[Collected data]
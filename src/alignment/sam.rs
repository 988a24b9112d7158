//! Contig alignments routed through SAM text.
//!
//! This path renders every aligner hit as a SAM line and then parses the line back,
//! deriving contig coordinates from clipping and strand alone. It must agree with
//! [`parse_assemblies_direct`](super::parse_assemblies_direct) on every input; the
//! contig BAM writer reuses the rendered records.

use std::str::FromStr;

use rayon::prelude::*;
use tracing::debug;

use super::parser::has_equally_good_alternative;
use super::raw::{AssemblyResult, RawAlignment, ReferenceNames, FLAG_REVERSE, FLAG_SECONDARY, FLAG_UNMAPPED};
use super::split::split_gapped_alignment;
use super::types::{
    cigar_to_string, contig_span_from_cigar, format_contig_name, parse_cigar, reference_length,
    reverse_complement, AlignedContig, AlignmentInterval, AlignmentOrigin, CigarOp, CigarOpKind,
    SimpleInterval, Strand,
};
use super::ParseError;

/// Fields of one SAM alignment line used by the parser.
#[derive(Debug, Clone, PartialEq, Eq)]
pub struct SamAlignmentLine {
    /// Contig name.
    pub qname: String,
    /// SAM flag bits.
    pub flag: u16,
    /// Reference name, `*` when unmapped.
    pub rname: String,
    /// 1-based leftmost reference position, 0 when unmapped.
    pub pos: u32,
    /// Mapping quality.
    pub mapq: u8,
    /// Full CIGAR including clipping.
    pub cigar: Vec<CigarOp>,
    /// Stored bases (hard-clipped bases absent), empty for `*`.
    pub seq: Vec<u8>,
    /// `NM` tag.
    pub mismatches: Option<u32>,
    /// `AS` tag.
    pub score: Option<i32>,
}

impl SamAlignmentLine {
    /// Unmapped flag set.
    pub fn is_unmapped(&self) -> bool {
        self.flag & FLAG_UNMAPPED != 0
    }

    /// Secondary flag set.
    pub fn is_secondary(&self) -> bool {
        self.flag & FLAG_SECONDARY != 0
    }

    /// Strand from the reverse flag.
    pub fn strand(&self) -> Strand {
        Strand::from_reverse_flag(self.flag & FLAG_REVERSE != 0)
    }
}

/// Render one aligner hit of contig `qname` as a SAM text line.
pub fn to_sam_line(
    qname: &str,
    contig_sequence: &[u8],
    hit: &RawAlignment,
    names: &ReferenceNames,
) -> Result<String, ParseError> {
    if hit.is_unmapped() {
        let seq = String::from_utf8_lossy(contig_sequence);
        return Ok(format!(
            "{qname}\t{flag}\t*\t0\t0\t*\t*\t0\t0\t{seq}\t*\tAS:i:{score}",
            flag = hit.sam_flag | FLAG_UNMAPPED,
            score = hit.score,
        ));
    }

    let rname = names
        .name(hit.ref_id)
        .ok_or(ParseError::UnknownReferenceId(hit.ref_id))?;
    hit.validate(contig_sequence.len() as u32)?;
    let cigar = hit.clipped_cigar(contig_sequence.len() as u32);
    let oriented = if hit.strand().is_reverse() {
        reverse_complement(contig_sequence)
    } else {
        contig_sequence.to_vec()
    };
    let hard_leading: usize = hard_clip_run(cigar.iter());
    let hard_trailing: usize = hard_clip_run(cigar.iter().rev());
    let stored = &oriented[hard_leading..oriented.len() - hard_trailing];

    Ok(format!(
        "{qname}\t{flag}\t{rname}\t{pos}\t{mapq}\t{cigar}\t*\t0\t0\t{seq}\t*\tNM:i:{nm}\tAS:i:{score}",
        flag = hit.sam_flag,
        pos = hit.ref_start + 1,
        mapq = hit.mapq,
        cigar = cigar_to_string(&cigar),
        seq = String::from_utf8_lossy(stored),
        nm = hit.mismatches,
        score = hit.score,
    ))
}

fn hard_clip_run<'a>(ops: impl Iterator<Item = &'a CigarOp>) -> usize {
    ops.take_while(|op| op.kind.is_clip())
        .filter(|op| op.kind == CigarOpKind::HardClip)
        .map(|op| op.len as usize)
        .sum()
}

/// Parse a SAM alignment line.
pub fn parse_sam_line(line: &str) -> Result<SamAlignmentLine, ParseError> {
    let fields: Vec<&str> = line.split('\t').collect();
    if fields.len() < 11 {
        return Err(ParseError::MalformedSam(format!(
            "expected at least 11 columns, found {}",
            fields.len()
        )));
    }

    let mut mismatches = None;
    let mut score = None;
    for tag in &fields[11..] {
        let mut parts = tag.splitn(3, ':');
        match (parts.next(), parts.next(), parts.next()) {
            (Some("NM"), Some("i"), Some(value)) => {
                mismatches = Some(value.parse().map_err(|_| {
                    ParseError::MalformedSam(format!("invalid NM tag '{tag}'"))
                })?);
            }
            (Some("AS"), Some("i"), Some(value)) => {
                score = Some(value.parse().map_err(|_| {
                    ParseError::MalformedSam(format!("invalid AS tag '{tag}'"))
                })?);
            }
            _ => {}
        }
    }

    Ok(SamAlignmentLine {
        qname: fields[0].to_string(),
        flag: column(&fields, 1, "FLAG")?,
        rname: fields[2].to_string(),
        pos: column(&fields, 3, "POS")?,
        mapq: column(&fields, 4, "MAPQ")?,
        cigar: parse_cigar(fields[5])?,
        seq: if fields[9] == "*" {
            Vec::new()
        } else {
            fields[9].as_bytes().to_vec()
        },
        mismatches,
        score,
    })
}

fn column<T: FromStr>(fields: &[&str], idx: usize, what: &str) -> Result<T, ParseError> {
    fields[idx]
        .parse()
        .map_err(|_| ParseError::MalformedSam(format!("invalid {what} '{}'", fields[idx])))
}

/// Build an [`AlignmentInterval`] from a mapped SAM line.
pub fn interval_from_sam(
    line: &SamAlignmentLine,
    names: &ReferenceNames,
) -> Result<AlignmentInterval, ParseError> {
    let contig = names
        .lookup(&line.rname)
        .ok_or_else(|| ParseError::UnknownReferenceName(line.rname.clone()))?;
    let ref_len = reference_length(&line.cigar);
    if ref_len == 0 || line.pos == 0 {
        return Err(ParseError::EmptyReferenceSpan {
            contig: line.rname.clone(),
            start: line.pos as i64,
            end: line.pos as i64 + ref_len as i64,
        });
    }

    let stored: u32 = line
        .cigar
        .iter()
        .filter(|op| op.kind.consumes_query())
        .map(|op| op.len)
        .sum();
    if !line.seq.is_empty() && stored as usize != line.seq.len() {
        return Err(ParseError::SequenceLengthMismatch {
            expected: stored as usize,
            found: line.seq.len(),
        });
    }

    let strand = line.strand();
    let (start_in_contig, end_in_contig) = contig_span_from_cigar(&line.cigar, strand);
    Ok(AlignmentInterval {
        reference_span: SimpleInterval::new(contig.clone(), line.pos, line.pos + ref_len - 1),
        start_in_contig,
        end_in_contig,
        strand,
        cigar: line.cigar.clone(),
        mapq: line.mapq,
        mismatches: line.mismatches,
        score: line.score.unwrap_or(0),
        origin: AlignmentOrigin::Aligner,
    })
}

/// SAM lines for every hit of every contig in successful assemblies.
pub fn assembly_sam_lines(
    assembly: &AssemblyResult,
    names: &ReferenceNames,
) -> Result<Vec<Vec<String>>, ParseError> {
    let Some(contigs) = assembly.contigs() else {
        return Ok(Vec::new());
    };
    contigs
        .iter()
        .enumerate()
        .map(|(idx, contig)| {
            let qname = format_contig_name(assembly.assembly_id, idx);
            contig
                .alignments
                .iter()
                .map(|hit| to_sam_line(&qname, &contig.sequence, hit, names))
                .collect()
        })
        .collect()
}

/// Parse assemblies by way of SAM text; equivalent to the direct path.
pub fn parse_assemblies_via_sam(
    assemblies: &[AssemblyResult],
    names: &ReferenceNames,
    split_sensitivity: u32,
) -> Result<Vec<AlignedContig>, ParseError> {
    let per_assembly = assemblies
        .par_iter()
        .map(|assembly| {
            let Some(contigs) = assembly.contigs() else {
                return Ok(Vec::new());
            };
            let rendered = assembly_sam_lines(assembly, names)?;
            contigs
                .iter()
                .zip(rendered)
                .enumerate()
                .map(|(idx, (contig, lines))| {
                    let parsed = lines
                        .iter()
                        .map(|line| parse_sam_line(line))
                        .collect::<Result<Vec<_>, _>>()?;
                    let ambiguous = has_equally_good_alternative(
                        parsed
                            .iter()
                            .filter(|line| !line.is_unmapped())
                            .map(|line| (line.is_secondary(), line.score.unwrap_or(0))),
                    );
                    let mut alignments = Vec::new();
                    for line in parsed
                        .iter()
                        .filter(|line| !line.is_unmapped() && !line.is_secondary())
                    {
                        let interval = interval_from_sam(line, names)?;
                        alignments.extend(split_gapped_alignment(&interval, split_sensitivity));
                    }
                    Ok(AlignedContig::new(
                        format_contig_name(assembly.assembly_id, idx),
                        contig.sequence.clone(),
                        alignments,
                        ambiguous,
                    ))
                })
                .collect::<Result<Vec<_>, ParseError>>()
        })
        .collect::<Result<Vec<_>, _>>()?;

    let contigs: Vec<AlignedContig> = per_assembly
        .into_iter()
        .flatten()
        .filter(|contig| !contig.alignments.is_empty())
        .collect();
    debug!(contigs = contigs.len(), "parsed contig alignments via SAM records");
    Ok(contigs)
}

--

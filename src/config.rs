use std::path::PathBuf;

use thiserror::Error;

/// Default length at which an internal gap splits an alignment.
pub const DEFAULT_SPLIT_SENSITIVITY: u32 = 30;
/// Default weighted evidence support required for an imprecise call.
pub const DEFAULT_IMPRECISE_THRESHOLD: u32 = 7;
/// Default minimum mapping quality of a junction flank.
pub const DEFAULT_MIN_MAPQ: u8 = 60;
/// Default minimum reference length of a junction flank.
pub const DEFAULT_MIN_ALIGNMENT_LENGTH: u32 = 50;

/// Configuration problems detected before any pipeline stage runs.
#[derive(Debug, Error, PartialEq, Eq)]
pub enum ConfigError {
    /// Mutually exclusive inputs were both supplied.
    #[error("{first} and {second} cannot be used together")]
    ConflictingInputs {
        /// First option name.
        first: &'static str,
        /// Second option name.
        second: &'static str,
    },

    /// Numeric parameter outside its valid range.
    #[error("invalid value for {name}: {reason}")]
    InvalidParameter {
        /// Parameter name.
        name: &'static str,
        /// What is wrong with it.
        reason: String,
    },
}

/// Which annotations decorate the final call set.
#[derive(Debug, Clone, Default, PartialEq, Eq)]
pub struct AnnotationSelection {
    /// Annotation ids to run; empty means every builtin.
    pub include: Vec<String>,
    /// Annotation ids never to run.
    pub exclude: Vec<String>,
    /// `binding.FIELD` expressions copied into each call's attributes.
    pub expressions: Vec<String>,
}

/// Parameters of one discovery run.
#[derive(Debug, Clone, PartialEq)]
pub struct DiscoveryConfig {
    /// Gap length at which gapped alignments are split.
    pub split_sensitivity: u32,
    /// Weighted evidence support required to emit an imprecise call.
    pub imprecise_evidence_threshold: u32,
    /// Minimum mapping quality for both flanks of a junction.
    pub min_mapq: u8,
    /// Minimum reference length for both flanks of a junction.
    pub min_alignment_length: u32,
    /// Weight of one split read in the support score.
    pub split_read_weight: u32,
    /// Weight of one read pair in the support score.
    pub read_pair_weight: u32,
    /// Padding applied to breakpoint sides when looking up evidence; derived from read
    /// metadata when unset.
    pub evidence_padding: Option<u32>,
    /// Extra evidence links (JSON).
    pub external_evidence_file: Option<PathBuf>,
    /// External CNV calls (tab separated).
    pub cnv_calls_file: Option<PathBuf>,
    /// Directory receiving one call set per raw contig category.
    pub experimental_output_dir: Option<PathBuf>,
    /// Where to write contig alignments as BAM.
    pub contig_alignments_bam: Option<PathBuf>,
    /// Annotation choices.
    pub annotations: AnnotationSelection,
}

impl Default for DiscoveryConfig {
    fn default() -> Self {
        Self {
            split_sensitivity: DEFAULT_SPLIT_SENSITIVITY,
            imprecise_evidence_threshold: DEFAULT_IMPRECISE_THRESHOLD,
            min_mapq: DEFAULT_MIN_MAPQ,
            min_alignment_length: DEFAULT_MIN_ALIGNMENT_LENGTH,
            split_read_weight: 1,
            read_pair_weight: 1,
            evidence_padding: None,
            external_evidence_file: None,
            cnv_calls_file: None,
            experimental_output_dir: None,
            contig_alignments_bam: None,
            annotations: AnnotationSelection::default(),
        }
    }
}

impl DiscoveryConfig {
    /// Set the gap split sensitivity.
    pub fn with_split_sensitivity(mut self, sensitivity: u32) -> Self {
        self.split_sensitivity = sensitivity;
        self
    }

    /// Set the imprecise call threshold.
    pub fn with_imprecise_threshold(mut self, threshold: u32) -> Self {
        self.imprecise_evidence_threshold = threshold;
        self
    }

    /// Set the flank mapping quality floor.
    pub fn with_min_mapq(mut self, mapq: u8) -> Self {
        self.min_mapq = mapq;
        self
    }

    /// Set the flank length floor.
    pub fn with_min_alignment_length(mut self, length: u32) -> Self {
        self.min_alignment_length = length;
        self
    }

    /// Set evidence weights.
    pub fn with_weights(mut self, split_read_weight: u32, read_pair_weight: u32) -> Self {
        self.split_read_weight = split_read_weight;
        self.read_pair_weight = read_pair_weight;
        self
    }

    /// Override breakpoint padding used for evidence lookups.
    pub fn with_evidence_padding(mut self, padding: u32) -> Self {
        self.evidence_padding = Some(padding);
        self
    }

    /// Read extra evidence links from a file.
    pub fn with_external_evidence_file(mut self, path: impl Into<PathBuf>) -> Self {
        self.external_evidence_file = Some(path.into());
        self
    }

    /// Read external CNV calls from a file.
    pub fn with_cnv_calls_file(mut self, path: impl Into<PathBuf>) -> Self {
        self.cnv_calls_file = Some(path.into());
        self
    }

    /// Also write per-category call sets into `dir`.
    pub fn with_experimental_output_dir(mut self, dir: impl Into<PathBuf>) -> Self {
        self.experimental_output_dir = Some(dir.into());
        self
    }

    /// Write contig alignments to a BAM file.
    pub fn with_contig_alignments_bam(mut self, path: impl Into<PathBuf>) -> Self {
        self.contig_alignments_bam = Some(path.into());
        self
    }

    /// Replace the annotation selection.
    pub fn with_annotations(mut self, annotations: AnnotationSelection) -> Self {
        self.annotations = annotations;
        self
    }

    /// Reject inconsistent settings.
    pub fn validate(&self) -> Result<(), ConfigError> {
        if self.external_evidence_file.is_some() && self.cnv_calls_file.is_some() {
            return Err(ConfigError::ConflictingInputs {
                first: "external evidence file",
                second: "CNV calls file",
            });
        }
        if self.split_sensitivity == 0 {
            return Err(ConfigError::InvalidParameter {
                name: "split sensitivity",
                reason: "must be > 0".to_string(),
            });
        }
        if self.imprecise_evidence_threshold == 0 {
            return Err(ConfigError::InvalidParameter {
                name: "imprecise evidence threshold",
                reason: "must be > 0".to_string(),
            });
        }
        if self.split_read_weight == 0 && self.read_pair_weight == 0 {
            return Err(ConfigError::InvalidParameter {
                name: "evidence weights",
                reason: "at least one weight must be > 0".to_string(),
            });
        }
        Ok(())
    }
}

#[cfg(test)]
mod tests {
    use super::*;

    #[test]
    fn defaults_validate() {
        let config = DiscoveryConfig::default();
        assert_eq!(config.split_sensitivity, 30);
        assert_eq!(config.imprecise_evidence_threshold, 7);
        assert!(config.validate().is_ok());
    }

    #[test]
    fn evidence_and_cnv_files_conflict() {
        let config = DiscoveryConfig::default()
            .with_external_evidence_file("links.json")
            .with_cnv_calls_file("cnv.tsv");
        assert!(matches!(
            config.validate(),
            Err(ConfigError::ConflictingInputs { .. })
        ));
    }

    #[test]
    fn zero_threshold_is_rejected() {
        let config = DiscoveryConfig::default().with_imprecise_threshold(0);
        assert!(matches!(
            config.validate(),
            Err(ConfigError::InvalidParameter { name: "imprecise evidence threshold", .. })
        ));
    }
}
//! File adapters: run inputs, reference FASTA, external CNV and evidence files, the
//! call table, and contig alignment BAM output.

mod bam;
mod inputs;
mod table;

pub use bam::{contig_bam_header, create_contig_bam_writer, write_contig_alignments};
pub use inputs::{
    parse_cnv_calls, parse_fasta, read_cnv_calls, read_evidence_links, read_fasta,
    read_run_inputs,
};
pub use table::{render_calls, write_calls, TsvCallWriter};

Your goal:
From the records above, print exactly the lines that run from the line with "filename src/alignment/sam.rs" to the line with "every input; the", inclusive.

Result of this exercise:
filename src/alignment/sam.rs
repository 988a24b9112d7158
//! Contig alignments routed through SAM text.
//!
//! This path renders every aligner hit as a SAM line and then parses the line back,
//! deriving contig coordinates from clipping and strand alone. It must agree with
//! [`parse_assemblies_direct`](super::parse_assemblies_direct) on every input; the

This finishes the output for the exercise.